**Task to complete**
On the basis of the records below, report how many lines contain the word "references". Nothing else should be given.

'''

#![forbid(unsafe_code)]

//! Consumer resolution: eligibility, reference dedup and the merged
//! base-interface list.

use std::collections::BTreeSet;

use tracing::debug;
use weave_model::{Substitution, TypeDeclaration, TypeKey, TypeModel, TypeRef};

use crate::diagnostics::{DiagnosticFactory, DiagnosticSink};
use crate::table::{MixinDefinition, MixinTable};

/// A consumer and its distinct mixin references, in attribute order.
#[derive(Clone, Debug)]
pub struct ConsumerUsage<'a> {
    pub consumer: &'a TypeDeclaration,
    pub mixins: Vec<&'a TypeRef>,
}

impl<'a> ConsumerUsage<'a> {
    /// Collapses repeated references. Two references are the same when both
    /// the identity and the type arguments match, however the handle was
    /// written.
    pub fn new(consumer: &'a TypeDeclaration) -> Self {
        let mut seen: BTreeSet<(TypeKey, Vec<String>)> = BTreeSet::new();
        let mixins = consumer
            .markers
            .use_mixin
            .iter()
            .filter(|r| seen.insert((r.key(), r.args.clone())))
            .collect();
        ConsumerUsage { consumer, mixins }
    }
}

/// One valid reference bound to its definition.
#[derive(Clone, Debug)]
pub struct AppliedMixin<'a> {
    pub definition: &'a MixinDefinition<'a>,
    pub reference: TypeRef,
    /// Effective type arguments; the mixin's own parameters for an open use.
    pub args: Vec<String>,
    pub substitution: Substitution,
}

impl<'a> AppliedMixin<'a> {
    fn bind(definition: &'a MixinDefinition<'a>, reference: &TypeRef) -> Self {
        let params = &definition.decl.type_params;
        let args = if reference.args.is_empty() {
            params.clone()
        } else {
            reference.args.clone()
        };
        AppliedMixin {
            definition,
            reference: reference.clone(),
            substitution: Substitution::new(params, &args),
            args,
        }
    }

    /// Short name used in messages, e.g. `Pool<Person>`.
    pub fn display_name(&self) -> String {
        let name = self.definition.decl.name.clone();
        if self.args.is_empty() {
            name
        } else {
            TypeRef::generic(name, self.args.clone()).display()
        }
    }

    /// Capability-interface reference for this use.
    pub fn capability(&self) -> TypeRef {
        self.definition.interface.reference(&self.args)
    }
}

#[derive(Clone, Debug)]
pub struct ResolvedConsumer<'a> {
    pub consumer: &'a TypeDeclaration,
    pub mixins: Vec<AppliedMixin<'a>>,
    /// Interfaces the augmentation adds, in emission order.
    pub interfaces: Vec<TypeRef>,
}

/// Resolves one consumer against the pass's mixin table.
///
/// Returns `None` when the consumer is not partial. Invalid references are
/// reported and skipped; the rest still apply.
pub fn resolve_consumer<'a, M: TypeModel + ?Sized>(
    model: &M,
    usage: &ConsumerUsage<'a>,
    table: &'a MixinTable<'a>,
    sink: &mut dyn DiagnosticSink,
) -> Option<ResolvedConsumer<'a>> {
    let consumer = usage.consumer;
    if !consumer.is_partial() {
        sink.emit(DiagnosticFactory::consumer_not_partial(consumer));
        return None;
    }

    // An open `Pool<>` and a self-named `Pool<T>` bind to the same arguments.
    let mut bound: BTreeSet<(TypeKey, Vec<String>)> = BTreeSet::new();
    let mut mixins = Vec::with_capacity(usage.mixins.len());
    for reference in &usage.mixins {
        match table.get(&reference.key()) {
            Some(definition) => {
                let applied = AppliedMixin::bind(definition, reference);
                if bound.insert((definition.key(), applied.args.clone())) {
                    mixins.push(applied);
                }
            }
            None => sink.emit(DiagnosticFactory::invalid_mixin_reference(consumer, reference)),
        }
    }

    let mut present: BTreeSet<String> = model
        .interface_closure(consumer)
        .iter()
        .map(TypeRef::display)
        .collect();
    let mut interfaces = Vec::new();
    for applied in &mixins {
        let own = applied
            .definition
            .interface
            .bases
            .iter()
            .map(|b| b.substitute(&applied.substitution));
        for iface in own.chain(std::iter::once(applied.capability())) {
            if present.insert(iface.display()) {
                interfaces.push(iface);
            }
        }
    }

    debug!(
        consumer = %consumer.key(),
        mixins = mixins.len(),
        interfaces = interfaces.len(),
        "resolved consumer"
    );

    Some(ResolvedConsumer {
        consumer,
        mixins,
        interfaces,
    })
}
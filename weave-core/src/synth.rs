#![forbid(unsafe_code)]

use weave_model::{Member, TypeDeclaration, TypeKey, TypeModel, TypeRef};

use crate::options::ResolverOptions;
use crate::render::declaration_only;
use crate::satisfaction::{contract_members, satisfied_members};

/// The synthesized minimal public contract of one mixin.
#[derive(Clone, Debug, PartialEq, Eq)]
pub struct CapabilityInterface {
    pub mixin: TypeKey,
    pub namespace: String,
    pub name: String,
    pub type_params: Vec<String>,
    pub constraints: Vec<String>,
    /// The mixin's own direct interfaces.
    pub bases: Vec<TypeRef>,
    /// Declaration-only forms, in the mixin's declaration order.
    pub members: Vec<Member>,
}

impl CapabilityInterface {
    pub fn qualified_name(&self) -> String {
        if self.namespace.is_empty() {
            self.name.clone()
        } else {
            format!("{}.{}", self.namespace, self.name)
        }
    }

    /// Reference used in a consumer's base list. `args` are the type
    /// arguments of the use site; an open use keeps the mixin's own
    /// parameter names.
    pub fn reference(&self, args: &[String]) -> TypeRef {
        if self.type_params.is_empty() {
            return TypeRef::named(self.qualified_name());
        }
        let args = if args.is_empty() {
            self.type_params.clone()
        } else {
            args.to_vec()
        };
        TypeRef::generic(self.qualified_name(), args)
    }

    pub fn member_names(&self) -> Vec<&str> {
        self.members.iter().map(|m| m.name.as_str()).collect()
    }
}

/// Derives the capability interface of a validated mixin. Emits nothing.
pub fn synthesize_interface<M: TypeModel + ?Sized>(
    model: &M,
    mixin: &TypeDeclaration,
    options: &ResolverOptions,
) -> CapabilityInterface {
    let satisfied = satisfied_members(model, mixin);
    let members = contract_members(mixin, &satisfied)
        .into_iter()
        .map(declaration_only)
        .collect();

    CapabilityInterface {
        mixin: mixin.key(),
        namespace: mixin.namespace.clone(),
        name: options.interface_name(&mixin.name),
        type_params: mixin.type_params.clone(),
        constraints: mixin.constraints.clone(),
        bases: mixin.interfaces.clone(),
        members,
    }
}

'''

**Response**
3